Kyle Finnegan , Department of Pediatrics, Connecticut Children's Medical Center, Hartford, CT
Kevin T. Borrup, JD, MPA , Injury Prevention Center, Connecticut Children's Medical Center, Hartford, CT
Courtney Thomas , School of Medicine, University of Connecticut, Hartford, CT
James F. Parker, MD , Department of Pediatrics, Connecticut Children's Medical Center, Hartford, CT
Hassan Saleheen, MBBS MPH , Injury Prevention Center, Connecticut Children's Medical Center, Hartford, CT
Sharon R. Smith, MD , Department of Pediatrics, Connecticut Children's Medical Center, Hartford, CT
Background: Youth violence is a significant public health concern. Many children are treated in EDs, and the ED may be a good location to identify at-risk youth for future interventions.

Objective: To evaluate the feasibility of screening children for exposure to violence in the pediatric ED.

Design/Methods: Two questionnaires were piloted in the ED: The Violence Prevention Emergency Tool (VPET) and Violence Exposure Scale for Children (VEX-R). Both were completed by children aged 8-17 years with parents in another room.

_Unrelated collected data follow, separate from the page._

//! Strata - encrypted, chunked file storage

use clap::{Parser, Subcommand};
use std::path::PathBuf;
use std::sync::Arc;
use strata_cli::{describe, get, import, open_store, parse_range, put, rm};
use strata_core::StrataConfig;
use tracing_subscriber::{layer::SubscriberExt, util::SubscriberInitExt};

#[derive(Parser, Debug)]
#[command(name = "strata")]
#[command(about = "Store files as encrypted, size-concealed chunks")]
#[command(version)]
struct Args {
    /// Configuration file (TOML)
    #[arg(short, long, env = "STRATA_CONFIG")]
    config: Option<PathBuf>,

    /// Directory holding file records
    #[arg(long, env = "STRATA_RECORDS_DIR")]
    records_dir: Option<PathBuf>,

    /// Directory holding chunk objects
    #[arg(long, env = "STRATA_CHUNKS_DIR")]
    chunks_dir: Option<PathBuf>,

    /// GCM block size for new files (0 for checksum framing)
    #[arg(long, env = "STRATA_BLOCK_SIZE")]
    block_size: Option<u32>,

    /// Enable debug logging
    #[arg(short, long, env = "STRATA_DEBUG")]
    debug: bool,

    #[command(subcommand)]
    command: Command,
}

#[derive(Subcommand, Debug)]
enum Command {
    /// Store a local file under a name
    Put { path: PathBuf, name: String },

    /// Write a stored file to stdout or a file
    Get {
        name: String,
        /// Byte range START-END, end exclusive
        #[arg(long)]
        range: Option<String>,
        /// Output path
        #[arg(short, long)]
        output: Option<PathBuf>,
    },

    /// Delete a stored file and its chunks
    Rm { name: String },

    /// Show a file's record
    Info { name: String },

    /// Store every file listed in a file, one `path [name]` per line
    Import {
        list: PathBuf,
        /// Concurrent transfers
        #[arg(short, long)]
        workers: Option<usize>,
    },
}

#[tokio::main]
async fn main() -> anyhow::Result<()> {
    // Load .env file if present
    dotenvy::dotenv().ok();

    let args = Args::parse();

    let log_level = if args.debug { "debug" } else { "info" };
    tracing_subscriber::registry()
        .with(
            tracing_subscriber::EnvFilter::try_from_default_env()
                .unwrap_or_else(|_| format!("strata={log_level},strata_core={log_level},strata_chunkstore={log_level}").into()),
        )
        .with(tracing_subscriber::fmt::layer().with_writer(std::io::stderr))
        .init();

    let mut config = StrataConfig::load(args.config.as_deref())?;
    if let Some(dir) = args.records_dir {
        config.storage.records_dir = dir;
    }
    if let Some(dir) = args.chunks_dir {
        config.storage.chunks_dir = dir;
    }
    if let Some(block_size) = args.block_size {
        config.codec.block_size = block_size;
    }

    let store = open_store(&config).await?;
    tracing::debug!(records = %config.storage.records_dir.display(), chunks = %config.storage.chunks_dir.display(), "Opened store");

    match args.command {
        Command::Put { path, name } => {
            let record = put(&store, &path, &name).await?;
            println!("{name}: {} bytes, {} chunks", record.size(), record.chunks().len());
        }
        Command::Get {
            name,
            range,
            output,
        } => {
            let range = range.as_deref().map(parse_range).transpose()?;
            let written = get(&store, &name, range, output.as_deref()).await?;
            tracing::info!(name, written, "Read file");
        }
        Command::Rm { name } => {
            rm(&store, &name).await?;
            println!("removed {name}");
        }
        Command::Info { name } => {
            let record = store.info(&name).await?;
            print!("{}", describe(&name, &record));
        }
        Command::Import { list, workers } => {
            let workers = workers.unwrap_or(config.import.workers);
            let report = import(Arc::new(store), &list, workers).await?;
            for (name, error) in &report.failed {
                eprintln!("failed: {name}: {error}");
            }
            println!(
                "imported {} files, {} failed",
                report.imported.len(),
                report.failed.len()
            );
            if !report.is_success() {
                anyhow::bail!("{} files failed to import", report.failed.len());
            }
        }
    }

    Ok(())
}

Results: Of the 100 children enrolled, the mean age was 12.9 years (SD 2.8), 42% girls, 48% Hispanic, and 13% Black. Mean time to complete VPET was 9.05 minutes (range 4-17), and VEX 4.9 minutes (range 3-12). VPET results: 13% reported 2 or more times in past year to victim of violence items, 38% reported 2 or more episodes of witness to violence, and few gave positive responses to perpetrator of violence items. 76.2% reported feeling safe at home and 73.2% felt safe at school. VEX results: Only 1 child reported lots of times for victim items, and about 11% a few times for other victim items. 8% reported lots of times and as high as 30% a few times to witness items.

Conclusions: It is feasible to screen for exposure to violence in the pediatric ED.

Learning Objectives:
Design a violence screening protocol usable in an ED setting. Compare responses between two simultaneously administered violence exposure assessment tools.

Keywords: Youth Violence, Intervention

Presenting author's disclosure statement:

Qualified on the content I am responsible for because: I have presented at poster sessions at APHA in 2007 and 2008. I gave an oral presentation at the annual meeting of the American Academy of Cerebral Palsy and Developmental Medicine in 2007 on the issue of bullying behavior toward children with special needs.
Any relevant financial relationships? No

I agree to comply with the American Public Health Association Conflict of Interest and Commercial Support Guidelines, and to disclose to the participants any off-label or experimental uses of a commercial product or service discussed in my presentation.